EXERCISE PROMPT:
Look through the entries below, please, and copy every line with the word "other".

DATA UNDER STUDY:
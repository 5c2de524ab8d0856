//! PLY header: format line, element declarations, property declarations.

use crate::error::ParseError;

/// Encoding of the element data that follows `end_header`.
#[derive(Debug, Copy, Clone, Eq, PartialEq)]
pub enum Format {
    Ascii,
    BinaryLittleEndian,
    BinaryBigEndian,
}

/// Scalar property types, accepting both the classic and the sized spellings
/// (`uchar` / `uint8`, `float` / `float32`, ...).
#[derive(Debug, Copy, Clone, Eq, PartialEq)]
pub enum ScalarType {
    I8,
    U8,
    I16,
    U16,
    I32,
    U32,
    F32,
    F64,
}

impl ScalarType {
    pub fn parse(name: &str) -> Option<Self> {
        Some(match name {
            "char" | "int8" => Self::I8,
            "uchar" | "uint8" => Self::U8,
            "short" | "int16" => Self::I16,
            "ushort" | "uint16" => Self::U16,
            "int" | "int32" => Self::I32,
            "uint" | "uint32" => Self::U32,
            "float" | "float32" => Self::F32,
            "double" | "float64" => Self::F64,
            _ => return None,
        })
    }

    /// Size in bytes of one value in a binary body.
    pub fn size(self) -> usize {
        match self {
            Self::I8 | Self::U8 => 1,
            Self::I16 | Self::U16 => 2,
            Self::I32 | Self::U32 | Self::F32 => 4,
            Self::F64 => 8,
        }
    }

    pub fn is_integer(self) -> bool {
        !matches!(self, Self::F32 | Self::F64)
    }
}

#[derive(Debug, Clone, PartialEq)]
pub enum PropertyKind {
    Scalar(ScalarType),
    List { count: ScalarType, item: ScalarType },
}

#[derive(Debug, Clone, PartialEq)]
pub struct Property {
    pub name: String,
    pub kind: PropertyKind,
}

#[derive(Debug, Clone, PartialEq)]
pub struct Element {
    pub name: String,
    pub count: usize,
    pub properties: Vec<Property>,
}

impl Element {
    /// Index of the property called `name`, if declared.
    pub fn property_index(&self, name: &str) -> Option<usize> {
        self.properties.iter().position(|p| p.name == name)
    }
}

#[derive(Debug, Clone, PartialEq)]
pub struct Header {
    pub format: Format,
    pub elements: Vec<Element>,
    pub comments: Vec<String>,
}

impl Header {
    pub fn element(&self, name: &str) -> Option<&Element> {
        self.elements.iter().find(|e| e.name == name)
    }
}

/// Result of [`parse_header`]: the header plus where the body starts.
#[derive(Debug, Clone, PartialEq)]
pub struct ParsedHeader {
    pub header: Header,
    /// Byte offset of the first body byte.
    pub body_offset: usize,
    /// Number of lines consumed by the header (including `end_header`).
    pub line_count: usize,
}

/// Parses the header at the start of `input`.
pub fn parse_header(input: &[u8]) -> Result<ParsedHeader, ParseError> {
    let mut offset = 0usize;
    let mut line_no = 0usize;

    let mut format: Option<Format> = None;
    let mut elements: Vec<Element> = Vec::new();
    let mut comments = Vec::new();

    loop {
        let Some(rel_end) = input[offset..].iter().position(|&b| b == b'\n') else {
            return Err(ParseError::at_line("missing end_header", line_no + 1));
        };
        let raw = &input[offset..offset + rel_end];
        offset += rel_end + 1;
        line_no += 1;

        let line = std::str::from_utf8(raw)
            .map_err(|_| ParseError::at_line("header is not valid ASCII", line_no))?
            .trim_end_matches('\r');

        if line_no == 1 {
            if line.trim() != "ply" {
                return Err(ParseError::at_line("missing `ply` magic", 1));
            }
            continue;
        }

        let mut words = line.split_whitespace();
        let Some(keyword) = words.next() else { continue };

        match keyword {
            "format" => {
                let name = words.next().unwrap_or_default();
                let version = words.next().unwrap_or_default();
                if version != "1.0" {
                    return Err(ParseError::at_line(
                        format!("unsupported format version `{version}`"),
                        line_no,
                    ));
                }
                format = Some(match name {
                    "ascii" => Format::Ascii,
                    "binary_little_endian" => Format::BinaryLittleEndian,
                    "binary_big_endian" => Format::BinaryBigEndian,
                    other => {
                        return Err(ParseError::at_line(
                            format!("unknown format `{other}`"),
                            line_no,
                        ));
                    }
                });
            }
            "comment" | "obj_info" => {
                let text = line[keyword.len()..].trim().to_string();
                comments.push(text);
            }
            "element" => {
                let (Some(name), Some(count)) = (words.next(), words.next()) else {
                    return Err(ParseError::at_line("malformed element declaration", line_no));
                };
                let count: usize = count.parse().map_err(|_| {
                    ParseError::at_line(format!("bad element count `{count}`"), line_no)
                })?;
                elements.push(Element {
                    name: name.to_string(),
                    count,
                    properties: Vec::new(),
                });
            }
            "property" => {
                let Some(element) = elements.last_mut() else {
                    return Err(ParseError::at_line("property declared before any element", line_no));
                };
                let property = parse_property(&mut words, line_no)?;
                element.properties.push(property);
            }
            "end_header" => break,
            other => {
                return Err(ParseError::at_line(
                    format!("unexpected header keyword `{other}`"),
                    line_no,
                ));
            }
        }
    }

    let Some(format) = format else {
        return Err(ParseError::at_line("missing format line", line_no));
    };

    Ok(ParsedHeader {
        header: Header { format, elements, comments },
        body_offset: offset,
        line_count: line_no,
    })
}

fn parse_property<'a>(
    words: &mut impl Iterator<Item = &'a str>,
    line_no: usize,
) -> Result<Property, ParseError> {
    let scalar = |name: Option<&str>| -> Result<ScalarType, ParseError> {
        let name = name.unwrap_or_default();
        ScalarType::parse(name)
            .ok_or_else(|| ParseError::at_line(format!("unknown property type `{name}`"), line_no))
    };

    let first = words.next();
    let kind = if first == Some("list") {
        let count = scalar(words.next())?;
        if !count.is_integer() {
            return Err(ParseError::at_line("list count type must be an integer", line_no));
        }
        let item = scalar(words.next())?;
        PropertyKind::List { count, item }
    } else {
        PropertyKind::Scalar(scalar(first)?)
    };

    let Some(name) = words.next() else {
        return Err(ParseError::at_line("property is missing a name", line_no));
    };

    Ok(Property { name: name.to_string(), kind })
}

TASK OUTPUT:
                    other => {
                            format!("unknown format `{other}`"),
            other => {
                    format!("unexpected header keyword `{other}`"),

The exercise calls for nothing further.